- _EXTRACTED INFORMATION_:

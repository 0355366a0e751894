//! Source file watching for live code map updates
//!
//! Uses the `notify` crate with debouncing to detect saves of the mapped
//! file and turn them into [`CodemapMsg::DocumentSaved`] messages.

use notify_debouncer_mini::{new_debouncer, DebouncedEvent, DebouncedEventKind, Debouncer};
use std::path::{Path, PathBuf};
use std::sync::mpsc::{self, Receiver};
use std::time::Duration;

use crate::messages::CodemapMsg;

/// Debounced watcher for a single source file
///
/// Watches the parent directory of each file non-recursively and filters
/// events down to the watched files.
pub struct SourceWatcher {
    debouncer: Debouncer<notify::RecommendedWatcher>,
    rx: Receiver<Result<Vec<DebouncedEvent>, notify::Error>>,
    /// Additional files whose changes also refresh the map (items files)
    watched: Vec<PathBuf>,
}

impl SourceWatcher {
    /// Start watching `source`
    ///
    /// Events are debounced with a 500ms delay to coalesce the bursts an
    /// editor produces while saving.
    pub fn new(source: &Path) -> Result<Self, notify::Error> {
        let (tx, rx) = mpsc::channel();
        let mut debouncer = new_debouncer(Duration::from_millis(500), tx)?;

        let source = absolute(source);
        let dir = watch_dir(&source);
        debouncer
            .watcher()
            .watch(&dir, notify::RecursiveMode::NonRecursive)?;

        tracing::info!("Watching {} for changes", source.display());

        Ok(Self {
            debouncer,
            rx,
            watched: vec![source],
        })
    }

    /// Also refresh when `path` changes
    pub fn watch_also(&mut self, path: &Path) -> Result<(), notify::Error> {
        let path = absolute(path);
        let dir = watch_dir(&path);
        if !self.watched.iter().any(|p| watch_dir(p) == dir) {
            self.debouncer
                .watcher()
                .watch(&dir, notify::RecursiveMode::NonRecursive)?;
        }
        self.watched.push(path);
        Ok(())
    }

    /// Files whose changes trigger a refresh
    pub fn watched(&self) -> &[PathBuf] {
        &self.watched
    }

    /// Poll for pending saves (non-blocking)
    ///
    /// Returns at most one message per watched file.
    pub fn poll_events(&self) -> Vec<CodemapMsg> {
        let mut saved: Vec<PathBuf> = Vec::new();

        while let Ok(result) = self.rx.try_recv() {
            match result {
                Ok(events) => {
                    for event in events {
                        if matches!(event.kind, DebouncedEventKind::AnyContinuous) {
                            continue;
                        }
                        if let Some(path) = self.matching(&event.path) {
                            if !saved.contains(&path) {
                                saved.push(path);
                            }
                        }
                    }
                }
                Err(e) => {
                    tracing::warn!("File watcher error: {:?}", e);
                }
            }
        }

        if !saved.is_empty() {
            tracing::debug!("File watcher detected {} saved files", saved.len());
        }

        saved.into_iter().map(CodemapMsg::DocumentSaved).collect()
    }

    /// Watched file matching an event path, ignoring unrelated siblings
    fn matching(&self, path: &Path) -> Option<PathBuf> {
        self.watched
            .iter()
            .find(|watched| {
                watched.as_path() == path
                    || (watched.file_name() == path.file_name()
                        && watched.parent().map(canonical) == path.parent().map(canonical))
            })
            .cloned()
    }
}

fn absolute(path: &Path) -> PathBuf {
    std::path::absolute(path).unwrap_or_else(|_| path.to_path_buf())
}

fn canonical(path: &Path) -> PathBuf {
    path.canonicalize().unwrap_or_else(|_| path.to_path_buf())
}

fn watch_dir(path: &Path) -> PathBuf {
    path.parent()
        .filter(|parent| !parent.as_os_str().is_empty())
        .map(Path::to_path_buf)
        .unwrap_or_else(|| PathBuf::from("."))
}
//! Tree data provider for editor hosts
//!
//! Rebuilds the code map whenever the host asks for the root entries,
//! answers child/parent queries from the last built forest, and maps cursor
//! lines back to entries for synchronized navigation.

use std::path::PathBuf;
use std::sync::mpsc::{self, Receiver, Sender};

use serde::Serialize;

use crate::commands::{Cmd, RevealOptions};
use crate::config::ConfigProvider;
use crate::messages::CodemapMsg;
use crate::outline::{
    build, BuildOptions, CollapsibleState, IconRef, IconThemes, NodeId, OutlineTree, SortMode,
};
use crate::source::ItemSource;

/// Notification that the host should fetch the tree again
#[derive(Debug, Clone, Copy, PartialEq, Eq)]
pub struct TreeChanged;

/// Tree view implemented by the host
pub trait TreeViewHost {
    /// Scroll to `node` and apply the reveal options
    fn reveal(&mut self, node: NodeId, options: RevealOptions);
}

/// Where clicking an entry jumps to
#[derive(Debug, Clone, PartialEq, Eq, Serialize)]
pub struct NavigateTarget {
    pub file: PathBuf,
    pub line: i64,
}

/// Everything the host needs to render one entry
#[derive(Debug, Clone, PartialEq, Eq, Serialize)]
pub struct TreeItem {
    pub id: NodeId,
    pub label: String,
    pub collapsible_state: CollapsibleState,
    pub icon: IconRef,
    pub context: String,
    /// `None` for entries that are not navigable
    pub command: Option<NavigateTarget>,
}

/// Code map provider bound to an item source and a configuration
pub struct TreeProvider {
    source: Box<dyn ItemSource>,
    config: Box<dyn ConfigProvider>,
    icons: IconThemes,
    items: OutlineTree,
    sort_mode: SortMode,
    revision: u64,
    listeners: Vec<Sender<TreeChanged>>,
}

impl TreeProvider {
    pub fn new(
        source: impl ItemSource + 'static,
        config: impl ConfigProvider + 'static,
        icons: IconThemes,
    ) -> Self {
        Self {
            source: Box::new(source),
            config: Box::new(config),
            icons,
            items: OutlineTree::default(),
            sort_mode: SortMode::default(),
            revision: 0,
            listeners: Vec::new(),
        }
    }

    /// Swap the configuration; takes effect on the next rebuild
    pub fn set_config(&mut self, config: impl ConfigProvider + 'static) {
        self.config = Box::new(config);
    }

    /// Forest from the last rebuild
    pub fn items(&self) -> &OutlineTree {
        &self.items
    }

    pub fn sort_mode(&self) -> SortMode {
        self.sort_mode
    }

    /// Number of rebuilds so far; ids from older revisions are stale
    pub fn revision(&self) -> u64 {
        self.revision
    }

    /// Receive a [`TreeChanged`] on every refresh
    pub fn subscribe(&mut self) -> Receiver<TreeChanged> {
        let (tx, rx) = mpsc::channel();
        self.listeners.push(tx);
        rx
    }

    /// Roots (rebuilding first) when `node` is `None`, else its children
    pub fn get_children(&mut self, node: Option<NodeId>) -> Vec<NodeId> {
        match node {
            Some(id) => self
                .items
                .get(id)
                .map(|node| node.children().to_vec())
                .unwrap_or_default(),
            None => {
                self.rebuild();
                self.items.roots().to_vec()
            }
        }
    }

    pub fn get_parent(&self, node: NodeId) -> Option<NodeId> {
        self.items.get(node).and_then(|node| node.parent())
    }

    pub fn get_tree_item(&self, node: NodeId) -> Option<TreeItem> {
        let entry = self.items.get(node)?;
        let command = match &entry.source_file {
            Some(file) if entry.is_navigable() => Some(NavigateTarget {
                file: file.clone(),
                line: entry.line_number,
            }),
            _ => None,
        };

        Some(TreeItem {
            id: node,
            label: entry.label.clone(),
            collapsible_state: entry.collapsible_state(),
            icon: entry.icon.clone(),
            context: entry.context.clone(),
            command,
        })
    }

    /// Tell every subscriber to re-render
    ///
    /// Best effort: listeners that went away are dropped silently.
    pub fn refresh(&mut self) {
        self.listeners.retain(|tx| match tx.send(TreeChanged) {
            Ok(()) => true,
            Err(_) => {
                tracing::debug!("Dropping disconnected tree listener");
                false
            }
        });
    }

    /// Entry whose line most closely precedes or equals `line`
    pub fn find_node_at_or_before_line(&self, line: i64) -> Option<NodeId> {
        self.items.find_at_or_before_line(line)
    }

    /// Ask the host to select the entry for the cursor at `line`
    pub fn reveal_node_at_line(&self, host: &mut dyn TreeViewHost, line: i64) -> Option<NodeId> {
        let node = self.find_node_at_or_before_line(line)?;
        host.reveal(node, RevealOptions::default());
        Some(node)
    }

    /// Handle a host event
    pub fn update(&mut self, msg: CodemapMsg) -> Option<Cmd> {
        match msg {
            CodemapMsg::ActiveEditorChanged(path) => {
                tracing::debug!("Active editor changed: {:?}", path);
                self.sort_mode = SortMode::Unset;
                self.source.set_active_file(path.as_deref());
                self.refresh();
                None
            }

            CodemapMsg::DocumentSaved(path) => {
                tracing::debug!("Document saved: {}", path.display());
                self.refresh();
                None
            }

            CodemapMsg::Refresh => {
                self.refresh();
                None
            }

            CodemapMsg::SetSortMode(mode) => {
                self.sort_mode = mode;
                self.refresh();
                None
            }

            CodemapMsg::RevealLine(line) => {
                self.find_node_at_or_before_line(line)
                    .map(|node| Cmd::Reveal {
                        node,
                        options: RevealOptions::default(),
                    })
            }

            CodemapMsg::Activate(node) => {
                let target = self.get_tree_item(node)?.command?;
                Some(Cmd::NavigateTo {
                    file: target.file,
                    line: target.line,
                })
            }
        }
    }

    fn rebuild(&mut self) {
        self.revision += 1;

        let info = self
            .source
            .aggregate_items()
            .filter(|info| !info.is_empty());

        let Some(info) = info else {
            tracing::debug!("No items to map, clearing code map");
            self.items = OutlineTree::default();
            return;
        };

        let options = BuildOptions::from_provider(&*self.config);
        self.items = build(
            &info.items,
            &info.source_file,
            &options,
            self.sort_mode,
            &self.icons,
        );
    }
}
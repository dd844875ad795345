//! Session management for PTY-based process automation

mod builder;
mod spawn;

pub use builder::SessionBuilder;

use crate::buffer::BufferManager;
use crate::pattern::Pattern;
use crate::result::{DetectOutcome, Detection, ProbeError};
use portable_pty::{Child, ChildKiller, ExitStatus, MasterPty};
use std::io::{self, Read, Write};
use std::sync::Arc;
use std::time::{Duration, Instant};
use tokio::sync::Mutex;
use tracing::{debug, trace};

/// Size of a single read from the pty master
pub(crate) const READ_CHUNK_SIZE: usize = 4096;

/// A child process attached to a pseudo-terminal, or any pair of blocking
/// byte streams standing in for one.
///
/// Reads and writes are blocking calls executed on tokio's blocking pool, so a
/// deadline can be placed on a read without making the stream non-blocking.
///
/// # Examples
///
/// ```no_run
/// use logprobe::{Pattern, Session};
/// use std::time::Duration;
///
/// # async fn example() -> Result<(), Box<dyn std::error::Error>> {
/// let mut session = Session::builder()
///     .timeout(Duration::from_secs(20))
///     .spawn("ssh", ["user@example.com", "uptime"])?;
///
/// let detection = session.read_until(&Pattern::exact_ignore_case("password:")).await?;
/// if detection.is_match() {
///     session.send_line("secret").await?;
/// }
/// # Ok(())
/// # }
/// ```
pub struct Session {
    _master: Option<Box<dyn MasterPty + Send>>,
    child: Option<Box<dyn Child + Send + Sync>>,
    master_reader: Arc<Mutex<Box<dyn Read + Send>>>,
    master_writer: Arc<Mutex<Box<dyn Write + Send>>>,
    timeout: Option<Duration>,
    max_buffer_size: Option<usize>,
    strip_ansi: bool,
    eof_reached: bool,
}

impl Session {
    /// Create a new session builder.
    pub fn builder() -> SessionBuilder {
        SessionBuilder::new()
    }

    /// Spawn `program` with `args` using the default configuration.
    ///
    /// Shorthand for `Session::builder().spawn(program, args)`.
    pub fn spawn<I, S>(program: &str, args: I) -> Result<Self, ProbeError>
    where
        I: IntoIterator<Item = S>,
        S: AsRef<std::ffi::OsStr>,
    {
        SessionBuilder::new().spawn(program, args)
    }

    /// Whether a read on this session has already returned end of stream.
    pub fn is_eof(&self) -> bool {
        self.eof_reached
    }

    /// Read until `pattern` appears, the deadline passes, or the stream ends.
    ///
    /// Every call starts with an empty capture buffer and returns whatever it
    /// captured, matched or not. Nothing is dropped unless the builder set a
    /// [`max_buffer_size`](SessionBuilder::max_buffer_size), and even then
    /// each read is searched before the buffer is trimmed. Read errors end the loop with
    /// [`DetectOutcome::ReadError`]; they are not retried. A session that
    /// already reached end of stream returns an empty [`DetectOutcome::Eof`]
    /// detection without blocking.
    ///
    /// Each read is bounded by the time remaining, so a stream that neither
    /// closes nor matches returns shortly after the configured timeout.
    ///
    /// # Errors
    ///
    /// Returns an error only if `pattern` cannot be compiled.
    pub async fn read_until(&mut self, pattern: &Pattern) -> Result<Detection, ProbeError> {
        let matcher = pattern.to_matcher()?;
        let mut buffer = match self.max_buffer_size {
            Some(max_size) => BufferManager::new(max_size, self.strip_ansi),
            None => BufferManager::unbounded(self.strip_ansi),
        };

        if self.eof_reached {
            return Ok(Detection::unmatched(buffer.into_bytes(), DetectOutcome::Eof));
        }

        let mut read_buf = vec![0u8; READ_CHUNK_SIZE];
        let start_time = Instant::now();

        loop {
            let remaining = match self.timeout {
                Some(timeout) => {
                    let elapsed = start_time.elapsed();
                    if elapsed >= timeout {
                        debug!(?timeout, captured = buffer.len(), "prompt not seen before deadline");
                        return Ok(Detection::unmatched(
                            buffer.into_bytes(),
                            DetectOutcome::Timeout,
                        ));
                    }
                    Some(timeout - elapsed)
                }
                None => None,
            };

            match self.read_chunk(&mut read_buf, remaining).await {
                Ok(0) => {
                    debug!(captured = buffer.len(), "stream closed before prompt");
                    return Ok(Detection::unmatched(buffer.into_bytes(), DetectOutcome::Eof));
                }
                Ok(n) => {
                    buffer.append(&read_buf[..n]);
                    trace!(bytes = n, captured = buffer.len(), "read during prompt detection");

                    if let Some(m) = matcher.find(buffer.as_bytes()) {
                        debug!(%pattern, start = m.start, "prompt detected");
                        return Ok(Detection::matched(buffer.into_bytes(), m.start, m.end));
                    }

                    if matcher.partial_match(buffer.as_bytes()) {
                        trace!(%pattern, "buffer ends with a partial prompt");
                    }

                    buffer.enforce_limit();
                }
                Err(e) if e.kind() == io::ErrorKind::WouldBlock => {
                    tokio::time::sleep(Duration::from_millis(10)).await;
                }
                Err(e) if e.kind() == io::ErrorKind::TimedOut => {
                    debug!(captured = buffer.len(), "prompt not seen before deadline");
                    return Ok(Detection::unmatched(
                        buffer.into_bytes(),
                        DetectOutcome::Timeout,
                    ));
                }
                Err(e) => {
                    debug!(error = %e, empty = buffer.is_empty(), "read failed during prompt detection");
                    return Ok(Detection::unmatched(
                        buffer.into_bytes(),
                        DetectOutcome::ReadError,
                    ));
                }
            }
        }
    }

    /// Perform one blocking read, bounded by `timeout` when given.
    ///
    /// Returns `Ok(0)` at end of stream and from then on. A read that exceeds
    /// the deadline fails with [`io::ErrorKind::TimedOut`]; the abandoned read
    /// keeps the reader locked until it completes, so a timed-out session
    /// should not be read from again.
    pub async fn read_chunk(
        &mut self,
        buf: &mut [u8],
        timeout: Option<Duration>,
    ) -> io::Result<usize> {
        if self.eof_reached {
            return Ok(0);
        }

        let reader = self.master_reader.clone();
        let buf_len = buf.len();

        let read_future = tokio::task::spawn_blocking(move || {
            let mut reader = reader.blocking_lock();
            let mut temp_buf = vec![0u8; buf_len];
            reader.read(&mut temp_buf).map(|n| (n, temp_buf))
        });

        let result = if let Some(timeout) = timeout {
            tokio::time::timeout(timeout, read_future)
                .await
                .map_err(|_| io::Error::new(io::ErrorKind::TimedOut, "Read timeout"))??
        } else {
            read_future.await.map_err(io::Error::other)?
        }?;

        let (n, temp_buf) = result;
        if n == 0 {
            self.eof_reached = true;
        }
        buf[..n].copy_from_slice(&temp_buf[..n]);
        Ok(n)
    }

    /// Send raw bytes to the process and flush.
    pub async fn send(&mut self, data: &[u8]) -> Result<(), ProbeError> {
        let writer = self.master_writer.clone();
        let data = data.to_vec();

        tokio::task::spawn_blocking(move || {
            let mut writer = writer.blocking_lock();
            writer.write_all(&data)?;
            writer.flush()
        })
        .await
        .map_err(|e| ProbeError::IoError(io::Error::other(e)))??;

        Ok(())
    }

    /// Send `line` followed by `\n` as a single write.
    pub async fn send_line(&mut self, line: &str) -> Result<(), ProbeError> {
        let mut data = Vec::with_capacity(line.len() + 1);
        data.extend_from_slice(line.as_bytes());
        data.push(b'\n');
        self.send(&data).await
    }

    /// Check if the process is still alive.
    ///
    /// # Errors
    ///
    /// Returns [`ProbeError::ProcessExited`] when there is no child (attached
    /// session, or already waited on).
    pub fn is_alive(&mut self) -> Result<bool, ProbeError> {
        match &mut self.child {
            Some(child) => spawn::is_alive(child),
            None => Err(ProbeError::ProcessExited),
        }
    }

    /// Exit status of the child if it has already exited, without blocking.
    pub fn exit_status(&mut self) -> Result<Option<ExitStatus>, ProbeError> {
        match &mut self.child {
            Some(child) => Ok(child.try_wait()?),
            None => Err(ProbeError::ProcessExited),
        }
    }

    /// Kill the child process if one is attached and still running.
    ///
    /// Closing the child's side of the pty also releases a blocked read.
    pub fn terminate(&mut self) -> Result<(), ProbeError> {
        let Some(child) = &mut self.child else {
            return Ok(());
        };

        if child.try_wait()?.is_none() {
            debug!(pid = ?child.process_id(), "terminating child");
            child.kill()?;
        }
        Ok(())
    }

    /// Wait for the process to exit and return its exit status.
    ///
    /// Consumes the child handle; later calls fail with
    /// [`ProbeError::ProcessExited`].
    pub async fn wait(&mut self) -> Result<ExitStatus, ProbeError> {
        let mut child = self.child.take().ok_or(ProbeError::ProcessExited)?;

        let status = tokio::task::spawn_blocking(move || child.wait())
            .await
            .map_err(|e| ProbeError::IoError(io::Error::other(e)))??;

        Ok(status)
    }
}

- _PROMPT_: Scan the data above for the word "attached". Copy every line in which it is found.

- _RESULT OF THE EXERCISE_:
/// A child process attached to a pseudo-terminal, or any pair of blocking
    /// Returns [`ProbeError::ProcessExited`] when there is no child (attached
    /// Kill the child process if one is attached and still running.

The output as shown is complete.